Effect of corticosteroids on lymphocytes from severe asthma patients

Patients with severe asthma have persistent airway inflammation that responds poorly to corticosteroids. Lymphocytes play a central role in disease pathogenesis; we hypothesized that lung lymphocytes from patients with severe asthma are insensitive to the effects of corticosteroids. We investigated suppression of lung lymphocyte cytokine production by corticosteroids in healthy non smokers (HNS) and patients with mild asthma (MA) and severe asthma (SA). Patients with MA (n=11), SA (n=11) and HNS controls (n=7) underwent bronchoscopy. Cells obtained by lavage were treated with and without dexamethasone (0.01, 0.1 & 1μM) for 1 h prior to lymphocyte stimulation with CD 2/3/28 activation beads for 24 h.

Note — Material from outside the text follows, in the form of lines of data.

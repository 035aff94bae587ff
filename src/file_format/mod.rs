//! File format ingestion, dispatched by filename extension. Only two
//! formats exist so this stays a small trait rather than a registry.

mod bin;
mod hex;

pub use bin::BinFormat;
pub use hex::HexFormat;

use std::path::Path;

use crate::error::{Error, Result};

/// The bytes read from a file, plus the address they should be loaded at
/// (Intel HEX carries its own load address; binary files don't).
pub struct LoadedFile {
    pub address: Option<u32>,
    pub data: Vec<u8>,
}

pub trait FileFormat {
    fn can_process(&self, path: &Path) -> bool;
    fn read(&self, path: &Path) -> Result<LoadedFile>;
}

/// Picks a format by the file's extension and reads it.
pub fn read_file(path: &Path) -> Result<LoadedFile> {
    let formats: [&dyn FileFormat; 2] = [&HexFormat, &BinFormat];
    for format in formats {
        if format.can_process(path) {
            return format.read(path);
        }
    }
    Err(Error::FileFormat {
        filename: path.display().to_string(),
        reason: "no file format recognizes this extension".into(),
    })
}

Supernatants were assayed for IL-2 and IFN-γ by ELISA and IL-13 and IL-17 by luminex. Mean maximal inhibition data are shown in table 1. Cytokine release was inhibited by dexamethasone in a dose dependent manner. Dexamethasone had a reduced effect on all cytokines in SA compared to HNS or MA. Dexamethasone had the greatest effect on the Th2 cytokine IL-13, but had a lower effect on Th1 and Th17 cytokines Cytokine production from SA BAL lymphocytes show corticosteroid insensitivity compared to cells from controls. This phenomenon may be important in the poor clinical response often observed with corticosteroids. Furthermore, corticosteroids have a reduced effect on Th1 and Th17 cytokines, which may predominate in SA.